La equidad vertical es otra ausente en nuestro mecanismo de tributación, porque no se hace realidad el principio señalado en la Constitución de 1991, que se refiere a que, entre más ingreso o riqueza se tiene, hay que contribuir en mayor proporción.

La lógica de la eficiencia económica plantea que un país, al igual que una empresa, funcione con un equilibrio entre ingresos y gastos. Sin embargo, la sostenibilidad de las finanzas públicas nacionales no ha sido posible. Prueba de ello es el déficit registrado en el 2009, de 4,1 por ciento del PIB y que en el 2010, según el Ministerio de Hacienda, será de 4,5 por ciento.

Según Guillermo Perry, "el recaudo es insuficiente frente a las necesidades, y la productividad de los tributos es muy baja en comparación con la de otros países".

Costo fiscal

Cada uno de los impuestos tiene sus propias deficiencias.

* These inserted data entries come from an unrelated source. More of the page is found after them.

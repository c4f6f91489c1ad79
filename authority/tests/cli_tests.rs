//! Argument validation of the `licensor-authority` binary. Every case here
//! fails during parsing, before any port is bound.

use assert_cmd::cargo::cargo_bin_cmd;
use predicates::prelude::*;

fn authority_cmd() -> assert_cmd::Command {
    let mut cmd = cargo_bin_cmd!("licensor-authority");
    cmd.env_remove("LICENSOR_AUTHORITY_PORT");
    cmd
}

// ── Passcode lifetime ─────────────────────────────────────────────

#[test]
fn zero_passcode_lifetime_is_refused() {
    authority_cmd()
        .args(["--otp-ttl-secs", "0"])
        .assert()
        .failure()
        .code(2)
        .stderr(predicate::str::contains("--otp-ttl-secs"));
}

#[test]
fn negative_passcode_lifetime_is_refused() {
    authority_cmd()
        .args(["--otp-ttl-secs=-5"])
        .assert()
        .failure()
        .code(2)
        .stderr(predicate::str::contains("--otp-ttl-secs"));
}

#[test]
fn passcode_lifetime_over_a_day_is_refused() {
    authority_cmd()
        .args(["--otp-ttl-secs", "9223372036854775807"])
        .assert()
        .failure()
        .code(2)
        .stderr(predicate::str::contains("--otp-ttl-secs"));
}

// ── Other arguments ───────────────────────────────────────────────

#[test]
fn help_lists_the_options() {
    authority_cmd()
        .arg("--help")
        .assert()
        .success()
        .stdout(
            predicate::str::contains("--otp-ttl-secs").and(predicate::str::contains("--seed")),
        );
}

#[test]
fn non_numeric_port_is_refused() {
    authority_cmd()
        .args(["--port", "http"])
        .assert()
        .failure()
        .code(2);
}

El tributo a la renta de las empresas es uno de los señalados por Perry como ejemplo de exenciones que, no sólo generan un alto costo fiscal, sino una marcada inequidad.

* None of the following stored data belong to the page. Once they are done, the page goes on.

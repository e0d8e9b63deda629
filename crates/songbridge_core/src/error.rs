//! Error types for SongBridge
//!
//! `NavError` is the request-path taxonomy. Variants split by whether any
//! input reached the game window before the failure:
//! - nothing sent: `InvalidQuery`, `SongNotFound`, `WindowNotFound`, `Busy`, `Catalog`
//! - partial input: `DispatchAborted`, `Cancelled`

use crate::plan::InputStep;
use std::io;
use std::path::PathBuf;
use thiserror::Error;

/// Request-path error.
#[derive(Debug, Error)]
pub enum NavError {
    #[error("Query must include a non-empty id or title")]
    InvalidQuery,

    #[error("Song not found: {query}")]
    SongNotFound { query: String },

    #[error("Target window not found after {attempts} attempt(s) (candidates: {candidates})")]
    WindowNotFound { attempts: u32, candidates: String },

    #[error("Another navigation is already in progress")]
    Busy,

    #[error(
        "Dispatch aborted after {completed_steps} step(s), {keys_sent} key(s) sent: {reason}"
    )]
    DispatchAborted {
        completed_steps: usize,
        keys_sent: usize,
        last_step: Option<InputStep>,
        reason: String,
    },

    #[error("Dispatch cancelled after {completed_steps} step(s), {keys_sent} key(s) sent")]
    Cancelled {
        completed_steps: usize,
        keys_sent: usize,
    },

    #[error("Catalog error: {0}")]
    Catalog(#[from] CatalogError),

    #[error("Dispatch worker unavailable: {0}")]
    WorkerUnavailable(String),
}

impl NavError {
    /// Stable machine-readable code used in HTTP payloads and logs.
    pub fn code(&self) -> &'static str {
        match self {
            NavError::InvalidQuery => "invalid_query",
            NavError::SongNotFound { .. } => "song_not_found",
            NavError::WindowNotFound { .. } => "window_not_found",
            NavError::Busy => "busy",
            NavError::DispatchAborted { .. } => "dispatch_aborted",
            NavError::Cancelled { .. } => "cancelled",
            NavError::Catalog(_) => "catalog",
            NavError::WorkerUnavailable(_) => "worker_unavailable",
        }
    }

    /// True when the failure happened before any key reached the window,
    /// so the same request can be retried as-is.
    pub fn is_retry_safe(&self) -> bool {
        !self.sent_input()
    }

    /// True when some input may have reached the window.
    ///
    /// Callers must re-plan instead of retrying; dispatch is not idempotent.
    pub fn sent_input(&self) -> bool {
        match self {
            NavError::DispatchAborted { keys_sent, .. } | NavError::Cancelled { keys_sent, .. } => {
                *keys_sent > 0
            }
            NavError::WorkerUnavailable(_) => true,
            _ => false,
        }
    }
}

/// Catalog loading errors.
#[derive(Debug, Error)]
pub enum CatalogError {
    #[error("Failed to read catalog {path}: {source}")]
    Io {
        path: PathBuf,
        #[source]
        source: io::Error,
    },

    #[error("CSV error: {0}")]
    Csv(#[from] csv::Error),

    #[error("Catalog contains no songs")]
    EmptyCatalog,

    #[error("Duplicate song id '{id}' ('{first}' and '{second}')")]
    DuplicateId {
        id: String,
        first: String,
        second: String,
    },
}

/// Configuration loading errors.
#[derive(Debug, Error)]
pub enum ConfigError {
    #[error("Failed to read config {path}: {source}")]
    Io {
        path: PathBuf,
        #[source]
        source: io::Error,
    },

    #[error("Invalid config: {0}")]
    Parse(#[from] toml::de::Error),

    #[error("Invalid key name '{0}'")]
    InvalidKey(String),

    #[error("Invalid config value: {0}")]
    Invalid(String),
}

/// Failures reported by an input backend.
#[derive(Debug, Clone, Error)]
pub enum BackendError {
    #[error("Input injection is not supported on this platform: {0}")]
    Unsupported(String),

    #[error("OS call failed: {0}")]
    Os(String),
}

#[cfg(test)]
mod tests {
    use super::*;

    #[test]
    fn test_retry_classification() {
        assert!(NavError::InvalidQuery.is_retry_safe());
        assert!(NavError::Busy.is_retry_safe());
        assert!(NavError::WindowNotFound {
            attempts: 3,
            candidates: "DJMAX".into()
        }
        .is_retry_safe());

        let aborted = NavError::DispatchAborted {
            completed_steps: 1,
            keys_sent: 2,
            last_step: None,
            reason: "send failed".into(),
        };
        assert!(aborted.sent_input());
        assert!(!aborted.is_retry_safe());

        let cancelled_early = NavError::Cancelled {
            completed_steps: 0,
            keys_sent: 0,
        };
        assert!(cancelled_early.is_retry_safe());
    }

    #[test]
    fn test_codes_are_stable() {
        assert_eq!(NavError::Busy.code(), "busy");
        assert_eq!(
            NavError::SongNotFound {
                query: "x".into()
            }
            .code(),
            "song_not_found"
        );
    }
}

"Privilegios como rentas exentas, deducciones especiales y descuentos, concedidos a empresas y personas naturales, según los estimativos de la Dian, representan más del 1,6 por ciento del PIB".

Activos fijos

Las deducciones por inversión en activos fijos llevan la delantera en esta situación, al tener el 52,6 por ciento del costo fiscal total calculado por privilegios tributarios. Sobre el particular, el Gobierno Nacional ha sustentado que la política adoptada en este sentido, se ha orientado a aumentar la inversión privada que tanto necesita el país para generar empleos y mover la economía. Sin embargo, Fedesarrollo dice que los resultados son modestos.

Adicionalmente, Guillermo Perry llama la atención sobre la dificultad que habrá en el futuro, si se intenta corregir esta situación, pues "un gran número de empresas beneficiarias, que responden por una considerable proporción del capital total en cada sector, han procurado congelar sus privilegios a través del uso de Contratos de Estabilidad Jurídica".

Dicha normatividad, contemplada en la Ley 963 del 2005, también se aprobó para promover la inversión, tanto nacional como extranjera. 

Renta, con muchas exenciones

En lo que tiene que ver con el impuesto a la renta personal, el informe de Fedesarrollo advierte que el recaudo de este tributo es irrisorio. La razón, la exención que predomina en las rentas laborales, porque el régimen tributario contempla deducciones para empleados que presenten gastos en educación, salud y adquisición de vivienda entre otros.

Es así que, "sólo un 1,56 por ciento de los colombianos tiene obligación de contribuir, mientras que los demás se eximen con la presentación de sus certificados".

En el pago de este tributo también hay inequidad, ya que los beneficios los aprovechan las personas con tarifas marginales altas. El efecto sobre las finanzas son más bajas que en el impuesto a la renta de las empresas, pero no deja de ser significativo.